_What the task requires_
Give the number of lines in the data below where the word "when" appears, and nothing besides.

_Material to process_
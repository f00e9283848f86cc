use tracing::{instrument, trace};

use super::{CostAnalysis, Visit, VisitContext};
use crate::error::{CostError, Result};
use crate::ir::{ComputationId, InstrId, Module, Opcode};
use crate::properties::{Properties, FLOPS, OPTIMAL_SECONDS};

/// Total cost of a called computation, as its caller sees it.
#[derive(Clone, Debug, PartialEq)]
pub struct Subcomputation {
    /// The keys of the computation's totals which propagate to callers.
    pub properties: Properties,
    pub optimal_seconds: f64,
    pub bytes_complete: bool,
}

impl Default for Subcomputation {
    fn default() -> Self {
        Subcomputation {
            properties: Properties::new(),
            optimal_seconds: 0.0,
            bytes_complete: true,
        }
    }
}

impl Subcomputation {
    /// The cost of running `self` and then `other`.
    pub fn then(mut self, other: &Subcomputation) -> Self {
        for (key, value) in other.properties.iter() {
            self.properties.add(key, value);
        }
        self.optimal_seconds += other.optimal_seconds;
        self.bytes_complete &= other.bytes_complete;
        self
    }

    /// The key-wise worst case of `self` and `other`, when only one of them runs.
    pub fn max_with(mut self, other: &Subcomputation) -> Self {
        self.properties.max_with(&other.properties);
        self.optimal_seconds = self.optimal_seconds.max(other.optimal_seconds);
        self.bytes_complete &= other.bytes_complete;
        self
    }
}

impl CostAnalysis {
    fn nested_analysis(&self, computation: ComputationId) -> CostAnalysis {
        let mut nested = CostAnalysis::with_model(self.options.clone(), self.model.clone());
        nested.call_stack = self.call_stack.clone();
        nested.set_on_call_stack(computation, true);
        nested
    }

    /// Analyzes a computation called by the instruction under construction in `cx`, using the same
    /// options and cost model. The records of the called instructions travel with `cx` and are
    /// committed alongside the caller's, but never count towards the running totals themselves.
    #[instrument(level = "trace", skip(self, module, cx))]
    pub fn process_subcomputation(
        &self,
        module: &Module,
        computation: ComputationId,
        cx: &mut VisitContext,
    ) -> Result<Subcomputation> {
        let name = module.computation(computation)?.name();
        if self.on_call_stack(computation) {
            return Err(CostError::RecursiveComputation(name.to_owned()));
        }

        let mut nested = self.nested_analysis(computation);
        module.accept(computation, &mut nested)?;

        let mut bytes_complete = true;
        for (id, record) in nested.records {
            bytes_complete &= record.cost.bytes_complete;
            cx.nested.push((id, record.cost));
        }
        for (id, (cost, _)) in nested.nested {
            cx.nested.push((id, cost));
        }

        let totals = nested.properties_sum;
        trace!(
            computation = name,
            flops = totals.get(FLOPS),
            "folding called computation"
        );
        Ok(Subcomputation {
            properties: totals.propagated(self.model.schema()),
            optimal_seconds: totals.get(OPTIMAL_SECONDS),
            bytes_complete,
        })
    }
}

/// The instruction which extracts element `index` of the tuple-shaped `value`, if any.
fn tuple_element_user(module: &Module, value: InstrId, index: usize) -> Result<Option<InstrId>> {
    for (user, _) in module.users(value)? {
        let instr = module.instruction(user)?;
        if instr.opcode() == Opcode::GetTupleElement && instr.tuple_index() == Some(index) {
            return Ok(Some(user));
        }
    }
    Ok(None)
}

impl<'a> Visit<'a> {
    /// Follows get-tuple-element users from a tuple-shaped fused parameter down to the value at
    /// `index`, if the fused region ever extracts it.
    pub fn fused_tuple_element(
        &self,
        parameter: InstrId,
        index: &[usize],
    ) -> Result<Option<InstrId>> {
        let mut value = parameter;
        for &i in index {
            match tuple_element_user(self.module, value, i)? {
                Some(element) => value = element,
                None => return Ok(None),
            }
        }
        Ok(Some(value))
    }

    /// Bytes of `value`, a fused parameter or an element of one, which the fused region reads.
    /// Slicing users only read what they extract; every other use reads the whole value once.
    pub fn fusion_parameter_read_bytes(
        &self,
        value: InstrId,
        cx: &mut VisitContext,
    ) -> Result<f64> {
        let module = self.module;
        let full = self.shape_size(module.instruction(value)?.shape(), cx)?;
        let mut bytes = 0.0;
        let mut reads_whole_value = false;

        for (user, operand_num) in module.users(value)? {
            let instr = module.instruction(user)?;
            match instr.opcode() {
                Opcode::Slice => bytes += self.shape_size(instr.shape(), cx)?,
                Opcode::DynamicSlice if operand_num == 0 => {
                    bytes += self.shape_size(instr.shape(), cx)?
                }
                Opcode::DynamicUpdateSlice if operand_num == 0 => {
                    // Updated in place: only the region being overwritten is touched.
                    bytes += self.shape_size(module.operand(user, 1)?.shape(), cx)?
                }
                Opcode::DynamicSlice | Opcode::DynamicUpdateSlice => bytes += full,
                Opcode::Broadcast | Opcode::Reshape => bytes += full,
                Opcode::Fusion => {
                    let fused = instr.called(0)?;
                    let computation = module.computation(fused)?;
                    let node = computation.parameter(operand_num).ok_or_else(|| {
                        CostError::malformed(
                            instr.name(),
                            format!("fused computation has no parameter {}", operand_num),
                        )
                    })?;
                    let parameter = InstrId {
                        computation: fused,
                        node,
                    };
                    bytes += self.fusion_parameter_read_bytes(parameter, cx)?;
                }
                _ => reads_whole_value = true,
            }
        }

        if reads_whole_value {
            bytes += full;
        }
        Ok(bytes)
    }
}
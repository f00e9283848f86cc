use opcost::ir::{
    Attributes, Computation, DotDimensionNumbers, InstrId, Instruction, Module, Opcode,
};
use opcost::shape::{byte_size_fn, ElementType, Shape, ShapeIndex};
use opcost::{CostAnalysis, CostError, Options};
use petgraph::stable_graph::NodeIndex;

fn f32s(dims: &[i64]) -> Shape {
    Shape::array(ElementType::F32, dims)
}

fn param(comp: &mut Computation, number: usize, shape: Shape) -> NodeIndex {
    comp.add_instruction(
        Instruction::new(&format!("p{}", number), Opcode::Parameter, shape)
            .with_attributes(Attributes::ParameterNumber(number)),
        &[],
    )
}

fn options() -> Options {
    Options::new(byte_size_fn(8))
}

fn analyze(module: &Module) -> CostAnalysis {
    let mut analysis = CostAnalysis::new(options());
    analysis.analyze_entry(module).unwrap();
    analysis
}

/// A module whose entry computation is `neg(constant)` over `elements` floats.
fn negate_constant(elements: i64) -> Module {
    let mut comp = Computation::new("entry");
    let c = comp.add_instruction(Instruction::new("c", Opcode::Constant, f32s(&[elements])), &[]);
    comp.add_instruction(Instruction::new("neg", Opcode::Negate, f32s(&[elements])), &[c]);
    let mut module = Module::new();
    module.add_entry_computation(comp);
    module
}

#[test]
fn constant_feeding_negate() {
    let analysis = analyze(&negate_constant(100));
    assert_eq!(analysis.flop_count(), 100.0);
    assert_eq!(analysis.transcendental_count(), 0.0);
    assert_eq!(analysis.bytes_accessed(), Ok(800.0));
}

#[test]
fn matmul() {
    let mut comp = Computation::new("entry");
    let a = param(&mut comp, 0, f32s(&[2, 3]));
    let b = param(&mut comp, 1, f32s(&[3, 4]));
    comp.add_instruction(
        Instruction::new("dot", Opcode::Dot, f32s(&[2, 4]))
            .with_attributes(Attributes::Dot(DotDimensionNumbers::matmul(2))),
        &[a, b],
    );
    let mut module = Module::new();
    module.add_entry_computation(comp);
    assert_eq!(analyze(&module).flop_count(), 48.0);
}

#[test]
fn fusion_matches_unfused_work() {
    let mut module = Module::new();
    let mut fused = Computation::new("fused");
    let p = param(&mut fused, 0, f32s(&[50]));
    let inner = fused.add_instruction(Instruction::new("neg", Opcode::Negate, f32s(&[50])), &[p]);
    let fused = module.add_computation(fused);

    let mut comp = Computation::new("entry");
    let x = param(&mut comp, 0, f32s(&[50]));
    let fusion = comp.add_instruction(
        Instruction::new("fusion", Opcode::Fusion, f32s(&[50])).with_called(&[fused]),
        &[x],
    );
    let entry = module.add_entry_computation(comp);

    let analysis = analyze(&module);
    let fusion = InstrId { computation: entry, node: fusion };
    assert_eq!(analysis.flop_count_of(fusion), 50.0);
    assert_eq!(analysis.flop_count(), 50.0);
    assert_eq!(analysis.bytes_accessed_of(fusion), Ok(400.0));
    assert_eq!(analysis.operand_bytes_accessed(fusion, 0, &ShapeIndex::default()), Ok(200.0));
    assert_eq!(analysis.operand_utilization(fusion, 0, &ShapeIndex::default()), 1.0);

    // The fused negate keeps its own record, but only the fusion counts towards the totals.
    let inner = InstrId { computation: fused, node: inner };
    assert_eq!(analysis.flop_count_of(inner), 50.0);
    assert_eq!(analysis.bytes_accessed_of(inner), Ok(400.0));
}

#[test]
fn fused_slice_reads_only_the_slice() {
    let mut module = Module::new();
    let mut fused = Computation::new("fused");
    let p = param(&mut fused, 0, f32s(&[100]));
    fused.add_instruction(Instruction::new("slice", Opcode::Slice, f32s(&[10])), &[p]);
    let fused = module.add_computation(fused);

    let mut comp = Computation::new("entry");
    let x = param(&mut comp, 0, f32s(&[100]));
    let fusion = comp.add_instruction(
        Instruction::new("fusion", Opcode::Fusion, f32s(&[10])).with_called(&[fused]),
        &[x],
    );
    let entry = module.add_entry_computation(comp);

    let analysis = analyze(&module);
    let fusion = InstrId { computation: entry, node: fusion };
    assert_eq!(analysis.operand_bytes_accessed(fusion, 0, &ShapeIndex::default()), Ok(40.0));
    assert_eq!(analysis.bytes_accessed_of(fusion), Ok(80.0));
}

#[test]
fn fused_in_place_update_writes_only_the_update() {
    let mut module = Module::new();
    let mut fused = Computation::new("fused");
    let buffer = param(&mut fused, 0, f32s(&[100]));
    let update = param(&mut fused, 1, f32s(&[10]));
    let index = param(&mut fused, 2, Shape::scalar(ElementType::S32));
    fused.add_instruction(
        Instruction::new("dus", Opcode::DynamicUpdateSlice, f32s(&[100])),
        &[buffer, update, index],
    );
    let fused = module.add_computation(fused);

    let mut comp = Computation::new("entry");
    let buffer = param(&mut comp, 0, f32s(&[100]));
    let update = param(&mut comp, 1, f32s(&[10]));
    let index = param(&mut comp, 2, Shape::scalar(ElementType::S32));
    let fusion = comp.add_instruction(
        Instruction::new("fusion", Opcode::Fusion, f32s(&[100])).with_called(&[fused]),
        &[buffer, update, index],
    );
    let entry = module.add_entry_computation(comp);

    let analysis = analyze(&module);
    let fusion = InstrId { computation: entry, node: fusion };
    let root = ShapeIndex::default();
    assert_eq!(analysis.output_bytes_accessed(fusion, &root), Ok(40.0));
    assert_eq!(analysis.operand_bytes_accessed(fusion, 0, &root), Ok(40.0));
    assert_eq!(analysis.operand_bytes_accessed(fusion, 1, &root), Ok(40.0));
    assert_eq!(analysis.operand_bytes_accessed(fusion, 2, &root), Ok(4.0));
    assert_eq!(analysis.bytes_accessed_of(fusion), Ok(124.0));
}

#[test]
fn fused_tuple_parameter_counts_extracted_elements() {
    let tuple = Shape::tuple([f32s(&[10]), f32s(&[20])]);
    let mut module = Module::new();
    let mut fused = Computation::new("fused");
    let p = param(&mut fused, 0, tuple.clone());
    let first = fused.add_instruction(
        Instruction::new("gte", Opcode::GetTupleElement, f32s(&[10]))
            .with_attributes(Attributes::TupleIndex(0)),
        &[p],
    );
    fused.add_instruction(Instruction::new("neg", Opcode::Negate, f32s(&[10])), &[first]);
    let fused = module.add_computation(fused);

    let mut comp = Computation::new("entry");
    let x = param(&mut comp, 0, tuple);
    let fusion = comp.add_instruction(
        Instruction::new("fusion", Opcode::Fusion, f32s(&[10])).with_called(&[fused]),
        &[x],
    );
    let entry = module.add_entry_computation(comp);

    let analysis = analyze(&module);
    let fusion = InstrId { computation: entry, node: fusion };
    assert_eq!(analysis.operand_bytes_accessed(fusion, 0, &ShapeIndex::new(&[0])), Ok(40.0));
    assert_eq!(analysis.operand_bytes_accessed(fusion, 0, &ShapeIndex::new(&[1])), Ok(0.0));
    assert_eq!(analysis.bytes_accessed_of(fusion), Ok(80.0));
    assert_eq!(analysis.flop_count(), 10.0);
}

#[test]
fn token_producer_is_free() {
    let mut comp = Computation::new("entry");
    let token = comp.add_instruction(
        Instruction::new("token", Opcode::AfterAll, Shape::Token),
        &[],
    );
    let mut module = Module::new();
    let entry = module.add_entry_computation(comp);
    let analysis = analyze(&module);
    let token = InstrId { computation: entry, node: token };
    assert_eq!(analysis.flop_count_of(token), 0.0);
    assert_eq!(analysis.transcendental_count_of(token), 0.0);
    assert_eq!(analysis.bytes_accessed_of(token), Ok(0.0));
}

#[test]
fn custom_call_without_computations_touches_its_buffers() {
    let mut comp = Computation::new("entry");
    let x = param(&mut comp, 0, f32s(&[8]));
    comp.add_instruction(
        Instruction::new("cc", Opcode::CustomCall, f32s(&[4]))
            .with_attributes(Attributes::CustomCallTarget("opaque".into())),
        &[x],
    );
    let mut module = Module::new();
    module.add_entry_computation(comp);
    let analysis = analyze(&module);
    assert_eq!(analysis.flop_count(), 0.0);
    assert_eq!(analysis.bytes_accessed(), Ok(48.0));
}

#[test]
fn byte_queries_need_a_shape_size_function() {
    let module = negate_constant(100);
    let mut analysis = CostAnalysis::new(Options::default());
    analysis.analyze_entry(&module).unwrap();
    assert_eq!(analysis.flop_count(), 100.0);
    assert_eq!(analysis.bytes_accessed(), Err(CostError::MissingShapeSize));
    let neg = module.root(module.entry().unwrap()).unwrap();
    assert_eq!(analysis.bytes_accessed_of(neg), Err(CostError::MissingShapeSize));
}

fn negate_unlaid_parameter() -> Module {
    let mut comp = Computation::new("entry");
    let p = param(&mut comp, 0, Shape::array_without_layout(ElementType::F32, &[50]));
    comp.add_instruction(Instruction::new("neg", Opcode::Negate, f32s(&[50])), &[p]);
    let mut module = Module::new();
    module.add_entry_computation(comp);
    module
}

#[test]
fn missing_layouts_are_counted_as_zero() {
    let module = negate_unlaid_parameter();
    let analysis = analyze(&module);
    assert_eq!(analysis.flop_count(), 50.0);
    // Only the negate's output has a known size.
    assert_eq!(analysis.bytes_accessed(), Ok(200.0));
    let neg = module.root(module.entry().unwrap()).unwrap();
    assert!(matches!(
        analysis.bytes_accessed_of(neg),
        Err(CostError::MissingLayout { .. })
    ));
}

#[test]
fn strict_layouts_fail_the_analysis() {
    let module = negate_unlaid_parameter();
    let mut analysis = CostAnalysis::new(options().with_strict_layouts(true));
    assert!(matches!(
        analysis.analyze_entry(&module),
        Err(CostError::MissingLayout { .. })
    ));
    assert!(analysis.properties().is_empty());
}

#[test]
fn optimal_seconds_is_the_bottleneck() {
    let module = negate_constant(100);
    let mut options = options();
    options.set_flops_per_second(10.0);
    options.set_bytes_per_second(400.0);
    let mut analysis = CostAnalysis::new(options);
    analysis.analyze_entry(&module).unwrap();
    // 100 flops take 10s, 800 bytes take 2s.
    assert_eq!(analysis.optimal_seconds(), 10.0);
    assert_eq!(analysis.per_second_rate("flops"), 10.0);

    let mut options = self::options();
    options.set_flops_per_second(100.0);
    options.set_bytes_per_second(100.0);
    let mut analysis = CostAnalysis::new(options);
    analysis.analyze_entry(&module).unwrap();
    assert_eq!(analysis.optimal_seconds(), 8.0);
}

#[test]
fn custom_rates_apply_to_backend_keys() {
    fn cycles(visit: &opcost::Visit<'_>, cx: &mut opcost::VisitContext) -> opcost::Result<()> {
        cx.properties
            .set("cycles", visit.instruction.shape().element_count() as f64 * 3.0);
        Ok(())
    }

    let module = negate_constant(100);
    let model = opcost::CostModel::default().with_handler(Opcode::Negate, cycles);
    let options = options().with_per_second_rate("cycles", 1.0);
    let mut analysis = CostAnalysis::with_model(options, model);
    analysis.analyze_entry(&module).unwrap();
    assert_eq!(analysis.property("cycles"), 300.0);
    assert_eq!(analysis.optimal_seconds(), 300.0);
}

#[test]
fn reads_and_writes_by_memory_space() {
    let mut comp = Computation::new("entry");
    let near = param(&mut comp, 0, f32s(&[10]).with_memory_space(1));
    let far = param(&mut comp, 1, f32s(&[10]));
    let sum = comp.add_instruction(Instruction::new("sum", Opcode::Add, f32s(&[10])), &[near, far]);
    let mut module = Module::new();
    let entry = module.add_entry_computation(comp);
    let analysis = analyze(&module);

    let sum = InstrId { computation: entry, node: sum };
    assert_eq!(analysis.bytes_read(&module, sum, None), Ok(80.0));
    assert_eq!(analysis.bytes_read(&module, sum, Some(1)), Ok(40.0));
    assert_eq!(analysis.bytes_read(&module, sum, Some(0)), Ok(40.0));
    assert_eq!(analysis.bytes_written(&module, sum, Some(0)), Ok(40.0));
    assert_eq!(analysis.bytes_written(&module, sum, Some(1)), Ok(0.0));
}
impl CostAnalysis {
    pub fn new(options: Options) -> Self {
        Self::with_model(options, CostModel::default())
    }

    pub fn with_model(options: Options, model: CostModel) -> Self {
        CostAnalysis {
            options,
            model,
            records: HashMap::new(),
            nested: HashMap::new(),
            properties_sum: Properties::new(),
            call_stack: BitVec::new(),
        }
    }

    pub fn options(&self) -> &Options {
        &self.options
    }

    pub fn model(&self) -> &CostModel {
        &self.model
    }

    fn on_call_stack(&self, computation: ComputationId) -> bool {
        self.call_stack
            .get(computation.index())
            .map_or(false, |bit| *bit)
    }

    fn set_on_call_stack(&mut self, computation: ComputationId, value: bool) {
        let idx = computation.index();
        if self.call_stack.len() <= idx {
            self.call_stack.resize(idx + 1, false);
        }
        self.call_stack.set(idx, value);
    }

    /// Runs a full traversal over `computation`. On failure nothing from this traversal is kept.
    #[instrument(level = "debug", skip(self, module))]
    pub fn analyze(&mut self, module: &Module, computation: ComputationId) -> Result<()> {
        if self.on_call_stack(computation) {
            let name = module.computation(computation)?.name().to_owned();
            return Err(CostError::RecursiveComputation(name));
        }

        let saved = (
            self.records.clone(),
            self.nested.clone(),
            self.properties_sum.clone(),
        );
        self.set_on_call_stack(computation, true);
        let result = module.accept(computation, self);
        self.set_on_call_stack(computation, false);

        if let Err(err) = result {
            (self.records, self.nested, self.properties_sum) = saved;
            return Err(err);
        }
        Ok(())
    }

    pub fn analyze_entry(&mut self, module: &Module) -> Result<()> {
        let entry = module
            .entry()
            .ok_or_else(|| CostError::malformed("module", "no entry computation"))?;
        self.analyze(module, entry)
    }

    /// Byte size of a shape for aggregation. Without a shape-size function every size is zero
    /// (byte queries report the missing function instead). A shape without a layout is also zero,
    /// and taints the record under construction, unless layouts are required.
    pub(crate) fn bytes_of(
        &self,
        instruction: &Instruction,
        shape: &Shape,
        cx: &mut VisitContext,
    ) -> Result<f64> {
        if !self.options.has_shape_size() {
            return Ok(0.0);
        }
        if !shape.has_layout() {
            if self.options.strict_layouts() {
                return Err(CostError::MissingLayout {
                    instruction: instruction.name().to_owned(),
                });
            }
            warn!(
                instruction = instruction.name(),
                %shape,
                "shape has no layout, counting it as zero bytes"
            );
            cx.bytes_complete = false;
            return Ok(0.0);
        }
        Ok(self.options.shape_size(shape).unwrap_or(0) as f64)
    }

    /// Byte size of a shape, failing if it cannot be known.
    pub fn shape_size(&self, shape: &Shape) -> Result<i64> {
        if !shape.has_layout() {
            return Err(CostError::MissingLayout {
                instruction: shape.to_string(),
            });
        }
        self.options
            .shape_size(shape)
            .ok_or(CostError::MissingShapeSize)
    }

    /// Starts the record for `id`: its operands and result are each touched once in full, and it
    /// performs no arithmetic.
    pub fn preprocess(&self, module: &Module, id: InstrId) -> Result<VisitContext> {
        let instruction = module.instruction(id)?;
        let mut cx = VisitContext::new();
        cx.properties.set(FLOPS, 0.0);
        cx.properties.set(TRANSCENDENTALS, 0.0);

        let root = ShapeIndex::default();
        let output = self.bytes_of(instruction, instruction.shape(), &mut cx)?;
        cx.set_output_bytes_accessed(&root, output);
        let mut bytes = output;
        for (operand_num, operand) in module.operands(id)?.into_iter().enumerate() {
            let size = self.bytes_of(instruction, module.instruction(operand)?.shape(), &mut cx)?;
            bytes += size;
            cx.set_operand_bytes_accessed(operand_num, &root, size);
            cx.set_operand_utilization(operand_num, &root, 1.0);
        }
        cx.properties.set(BYTES_ACCESSED, bytes);
        Ok(cx)
    }

    /// Applies the cost model's handler for the instruction's opcode.
    pub fn handle(&self, module: &Module, id: InstrId, cx: &mut VisitContext) -> Result<()> {
        let instruction = module.instruction(id)?;
        let visit = Visit {
            analysis: self,
            module,
            id,
            instruction,
            operands: module.operands(id)?,
        };
        let handler = self.model.handler(instruction.opcode());
        handler(&visit, cx)
    }

    /// Finishes the record for `id` and commits it, along with the records of any computations
    /// it called, adding its summable properties to the running totals.
    pub fn postprocess(&mut self, id: InstrId, mut cx: VisitContext) -> Result<()> {
        if self.records.contains_key(&id) {
            return Err(CostError::AlreadyAnalyzed(id.to_string()));
        }

        if cx.compute_bottleneck_time {
            // The slowest resource bounds the execution time.
            let optimal_seconds = cx
                .properties
                .iter()
                .filter(|&(key, _)| key != OPTIMAL_SECONDS)
                .filter_map(|(key, value)| self.options.rate(key).map(|rate| value / rate))
                .fold(0.0, f64::max);
            cx.properties.set(OPTIMAL_SECONDS, optimal_seconds);
        }

        let mut owned = BTreeSet::new();
        for (nested_id, cost) in cx.nested {
            if owned.insert(nested_id) {
                // The newest record wins for every owner sharing the computation.
                match self.nested.entry(nested_id) {
                    Entry::Occupied(mut entry) => {
                        let owners = entry.get().1;
                        entry.insert((cost, owners + 1));
                    }
                    Entry::Vacant(entry) => {
                        entry.insert((cost, 1));
                    }
                }
            }
        }

        self.properties_sum
            .accumulate(&cx.properties, self.model.schema());
        debug!(
            instruction = %id,
            flops = cx.properties.get(FLOPS),
            transcendentals = cx.properties.get(TRANSCENDENTALS),
            bytes_accessed = cx.properties.get(BYTES_ACCESSED),
            "committed cost record"
        );
        let cost = InstructionCost {
            properties: cx.properties,
            bytes_complete: cx.bytes_complete,
        };
        self.records.insert(
            id,
            Record {
                cost,
                nested: owned.into_iter().collect(),
            },
        );
        Ok(())
    }

    fn visit_instruction(&mut self, module: &Module, id: InstrId) -> Result<()> {
        let mut cx = self.preprocess(module, id)?;
        self.handle(module, id, &mut cx)?;
        self.postprocess(id, cx)
    }

    /// Takes the committed record of `id` out of the analysis, together with the records of the
    /// computations it called.
    #[instrument(level = "debug", skip(self))]
    pub fn remove_instruction(&mut self, id: InstrId) -> Result<()> {
        let record = match self.records.remove(&id) {
            Some(record) => record,
            None if self.nested.contains_key(&id) => {
                return Err(CostError::NestedInstruction(id.to_string()))
            }
            None => return Err(CostError::NotAnalyzed(id.to_string())),
        };

        self.properties_sum
            .subtract(&record.cost.properties, self.model.schema());
        for nested_id in record.nested {
            if let Entry::Occupied(mut entry) = self.nested.entry(nested_id) {
                entry.get_mut().1 -= 1;
                if entry.get().1 == 0 {
                    entry.remove();
                }
            }
        }

        if self.records.is_empty() {
            // Nothing is left to sum, so drop any rounding residue.
            self.properties_sum.clear();
        }
        Ok(())
    }

    /// Recomputes the record of `id` from the current state of the graph. An instruction without
    /// a record yet, such as one just added to the graph, is simply analyzed.
    #[instrument(level = "debug", skip(self, module))]
    pub fn revisit_instruction(&mut self, module: &Module, id: InstrId) -> Result<()> {
        match self.remove_instruction(id) {
            Ok(()) | Err(CostError::NotAnalyzed(_)) => {}
            Err(err) => return Err(err),
        }
        self.visit_instruction(module, id)
    }

    fn require_shape_size(&self) -> Result<()> {
        if self.options.has_shape_size() {
            Ok(())
        } else {
            Err(CostError::MissingShapeSize)
        }
    }

    pub fn properties(&self) -> &Properties {
        &self.properties_sum
    }

    pub fn property(&self, key: &str) -> f64 {
        self.properties_sum.get(key)
    }

    pub fn per_second_rate(&self, key: &str) -> f64 {
        self.options.per_second_rate(key)
    }

    pub fn flop_count(&self) -> f64 {
        self.property(FLOPS)
    }

    pub fn transcendental_count(&self) -> f64 {
        self.property(TRANSCENDENTALS)
    }

    pub fn bytes_accessed(&self) -> Result<f64> {
        self.require_shape_size()?;
        Ok(self.property(BYTES_ACCESSED))
    }

    pub fn optimal_seconds(&self) -> f64 {
        self.property(OPTIMAL_SECONDS)
    }

    /// The record of an instruction, whether it was visited directly or as part of a computation
    /// some other instruction calls.
    pub fn cost_of(&self, id: InstrId) -> Option<&InstructionCost> {
        self.records
            .get(&id)
            .map(|record| &record.cost)
            .or_else(|| self.nested.get(&id).map(|(cost, _)| cost))
    }

    pub fn properties_of(&self, id: InstrId) -> Option<&Properties> {
        self.cost_of(id).map(|cost| &cost.properties)
    }

    fn property_of(&self, id: InstrId, key: &str) -> f64 {
        self.properties_of(id).map_or(0.0, |props| props.get(key))
    }

    fn byte_property_of(&self, id: InstrId, key: &str) -> Result<f64> {
        self.require_shape_size()?;
        match self.cost_of(id) {
            Some(cost) if !cost.bytes_complete => Err(CostError::MissingLayout {
                instruction: id.to_string(),
            }),
            Some(cost) => Ok(cost.properties.get(key)),
            None => Ok(0.0),
        }
    }

    pub fn flop_count_of(&self, id: InstrId) -> f64 {
        self.property_of(id, FLOPS)
    }

    pub fn transcendental_count_of(&self, id: InstrId) -> f64 {
        self.property_of(id, TRANSCENDENTALS)
    }

    pub fn bytes_accessed_of(&self, id: InstrId) -> Result<f64> {
        self.byte_property_of(id, BYTES_ACCESSED)
    }

    pub fn optimal_seconds_of(&self, id: InstrId) -> f64 {
        self.property_of(id, OPTIMAL_SECONDS)
    }

    pub fn operand_bytes_accessed(
        &self,
        id: InstrId,
        operand_num: usize,
        index: &ShapeIndex,
    ) -> Result<f64> {
        self.byte_property_of(id, &operand_bytes_accessed_key(operand_num, index))
    }

    /// How much of an operand the instruction uses, assuming its own output is fully used: 1 for
    /// most instructions, less when slicing, more when an input is reused.
    pub fn operand_utilization(&self, id: InstrId, operand_num: usize, index: &ShapeIndex) -> f64 {
        self.property_of(id, &operand_utilization_key(operand_num, index))
    }

    pub fn output_bytes_accessed(&self, id: InstrId, index: &ShapeIndex) -> Result<f64> {
        self.byte_property_of(id, &output_bytes_accessed_key(index))
    }

    /// Bytes the instruction reads from its operands, optionally only from one memory space.
    pub fn bytes_read(
        &self,
        module: &Module,
        id: InstrId,
        memory_space: Option<i64>,
    ) -> Result<f64> {
        let mut bytes = 0.0;
        for (operand_num, operand) in module.operands(id)?.into_iter().enumerate() {
            for (index, shape) in module.instruction(operand)?.shape().leaf_shapes() {
                if memory_space.map_or(true, |space| shape.memory_space() == Some(space)) {
                    bytes += self.operand_bytes_accessed(id, operand_num, &index)?;
                }
            }
        }
        Ok(bytes)
    }

    /// Bytes the instruction writes to its output, optionally only to one memory space.
    pub fn bytes_written(
        &self,
        module: &Module,
        id: InstrId,
        memory_space: Option<i64>,
    ) -> Result<f64> {
        let mut bytes = 0.0;
        for (index, shape) in module.instruction(id)?.shape().leaf_shapes() {
            if memory_space.map_or(true, |space| shape.memory_space() == Some(space)) {
                bytes += self.output_bytes_accessed(id, &index)?;
            }
        }
        Ok(bytes)
    }
}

_Solution to this problem_
2